Шрифт:
Затянувшийся было, Кирилл подавился дымом, принялся стучать себе по груди и в удивлении поднял глаза на друга.
— Ты? Пригласил? Серьёзно?! Великий одинокий Стрелецкий сам, без угроз ножом, пригласил девушку на свидание?! — Кирилл хрипел от смеха, прорывающегося из груди. Но быстро стих, когда прожигающий взгляд Ильи ощутимо надавил на лобную долю. Покачав головой, Кирилл стал немного серьёзнее. — Слушай, тут две стороны медали. Ну… она, во-первых, уедет же через месяц. И если ты это понимаешь, то должен понимать и о том, что отношения не могут быть длительными. А… Во-вторых, у тебя когда последний раз были серьёзные отношения? В пятом классе школы? Ада выглядит серьёзной, и ей вряд ли будут интересны настолько свободные отношения. Ты же сам зарекался, что никаких серьёзных отношений заводить не планируешь. Что они… обуза? Да, кажется ты так тогда сказал. Ада хорошая. Не разбивай ей сердце, будь выше своих звериных инт… инст… интиктов.
— Интиктов? — хмурый до этого момента Илья невольно прыснул от смеха. Кирилл ещё старательно пытался выговорить «инстинктов», но получалось у него уже с трудом. С десятого раза он агрессивно отмахнулся от этой проблемы и устало вздохнул, опуская взгляд на воду. Французский шарм или что-то большее? Как понять это, если нет возможности побыть наедине дольше пары минут? Без алкоголя, без посторонних мыслей и предрассудков. — А ты что-нибудь о ней знаешь?

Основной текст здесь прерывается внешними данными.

use std::fmt;

/// Closed set of failure categories, each with a stable exception-type
/// token that always leads the formatted diagnostic.
#[derive(Debug, Clone, Copy, PartialEq, Eq)]
pub enum ErrorKind {
    Syntax,
    Name,
    Type,
    ZeroDivision,
    /// Anything the engine cannot classify.
    Other,
}

impl ErrorKind {
    pub fn token(self) -> &'static str {
        match self {
            ErrorKind::Syntax => "SyntaxError",
            ErrorKind::Name => "NameError",
            ErrorKind::Type => "TypeError",
            ErrorKind::ZeroDivision => "ZeroDivisionError",
            ErrorKind::Other => "Unknown exception type",
        }
    }
}

impl fmt::Display for ErrorKind {
    fn fmt(&self, f: &mut fmt::Formatter<'_>) -> fmt::Result {
        f.write_str(self.token())
    }
}

/// A structured evaluation failure: category, detail, and the
/// statement trace accumulated while unwinding out of a snippet.
#[derive(thiserror::Error, Debug, Clone, PartialEq)]
#[error("{kind}: {message}")]
pub struct EvalError {
    pub kind: ErrorKind,
    pub message: String,
    pub trace: Vec<String>,
}

impl EvalError {
    pub fn new(kind: ErrorKind, message: impl Into<String>) -> Self {
        EvalError {
            kind,
            message: message.into(),
            trace: Vec::new(),
        }
    }

    pub fn syntax(message: impl Into<String>, line: usize, col: usize) -> Self {
        let message = message.into();
        EvalError::new(ErrorKind::Syntax, format!("{message} at line {line}, col {col}"))
    }

    pub(crate) fn with_frame(mut self, frame: String) -> Self {
        self.trace.push(frame);
        self
    }

    /// Format the failure as one human-readable diagnostic:
    /// `type: message: trace`. Each part falls back to a sentinel
    /// when it cannot be rendered, so the result is never empty and
    /// always carries the type token.
    pub fn diagnostic(&self) -> String {
        let mut out = String::from(self.kind.token());

        out.push_str(": ");
        if self.message.trim().is_empty() {
            out.push_str("Unparseable error detail");
        } else {
            out.push_str(self.message.trim());
        }

        if !self.trace.is_empty() {
            out.push_str(": ");
            let rendered: Vec<&str> = self
                .trace
                .iter()
                .map(|frame| {
                    let frame = frame.trim();
                    if frame.is_empty() {
                        "Unparseable trace line"
                    } else {
                        frame
                    }
                })
                .collect();
            out.push_str(&rendered.join("\n"));
        }
        out
    }
}

#[cfg(test)]
mod tests {
    use super::*;

    #[test]
    fn diagnostic_leads_with_type_token() {
        let err = EvalError::new(ErrorKind::Name, "name 'x' is not defined");
        assert_eq!(err.diagnostic(), "NameError: name 'x' is not defined");
    }

    #[test]
    fn diagnostic_appends_trace_frames() {
        let err = EvalError::new(ErrorKind::ZeroDivision, "division by zero")
            .with_frame("statement 2: b = 1 / 0".to_string());
        assert_eq!(
            err.diagnostic(),
            "ZeroDivisionError: division by zero: statement 2: b = 1 / 0"
        );
    }

    #[test]
    fn diagnostic_falls_back_per_part() {
        let err = EvalError::new(ErrorKind::Other, "  ").with_frame("   ".to_string());
        assert_eq!(
            err.diagnostic(),
            "Unknown exception type: Unparseable error detail: Unparseable trace line"
        );
    }

    #[test]
    fn diagnostic_is_never_empty() {
        for kind in [
            ErrorKind::Syntax,
            ErrorKind::Name,
            ErrorKind::Type,
            ErrorKind::ZeroDivision,
            ErrorKind::Other,
        ] {
            let err = EvalError::new(kind, "");
            assert!(!err.diagnostic().is_empty());
            assert!(err.diagnostic().contains(kind.token()));
        }
    }
}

— Я не знаю, Женя — знает, но она всё расскажет Аде, как только ты отойдёшь на метр. Так что не советую. Вообще, дружище, просто наслаждайся моментом. Как ты любишь. Одним днём, — он одобряюще похлопал по плечу, сжал его со всех сил и первым ушёл спать.
Илья остался на несколько минут, чтобы допить пиво, а после отправился следом. Завтра рано вставать.
5 глава
Сентябрь, 2011.
Франция, Париж.
Адалин не чувствовала себя дома в доме. Здесь была слишком напряжённая атмосфера — натянутая, словно тетива стрелы. Лишнего звука нельзя было издать, лишнего слова нельзя было сказать, лишнего действия нельзя было сделать. Почти всё подвергалось строгой оценки отца, который одним взглядом серых глаз мог осадить так, что тебе не захочется попадаться ему на глаза.
Со своей женой он общался, как с деловым партнёром — остранённо интересовался утром как у неё дела; задавал дежурные вопросы, а любой разговор с детьми сводился лишь к одному. К учёбе. Эдварда он никогда не замечал. Когда брат начинал говорить, сжимал губы в тонкую линию и молча кивал, а вот когда начинала говорить Ада, всё его внимание было приковано к ней. Он спрашивал про школу, учёбу, интересовался, как у неё идёт английский и русский. Потом он обязательно предлагал ей вместе съездить в компанию с остановкой на обед в ресторане или в каком-нибудь магазине.
Наверное, поэтому Адалин так и не смогла почувствовать это место своим домом — это было больше похоже на поле битвы или на вечное собеседование на работу, где в любой момент ей могли сказать «вы нам не подходите»
Ещё больше разговоров с отцом за завтраком, Адалин ненавидела, когда он вмешивался в их с Эдвардом общение. Тогда между ними не было открытой вражды, и Адалин даже верила, что когда-нибудь они вновь смогут общаться так, как раньше. Ведь иногда такие моменты и правда случались. Когда они вечерами оставались одни дома и включали телевизор в гостинной; когда вместе прятались в библиотеке и делали там уроки или проекты по учёбе. В редкие дни они могли позволить себе вместе поиграть. В карты, настольные игры, приставку или даже в шахматы. Пока отец снова не вмешивался; пока его холодный, оценивающий взгляд не проходился по доске, чёрно-белым фигурам и Эду; пока он одобрительно не становился позади Адалин, слишком явно показывая своё предпочтение; пока не клал ладони ей на плечи, демонстрируя своё покровительство.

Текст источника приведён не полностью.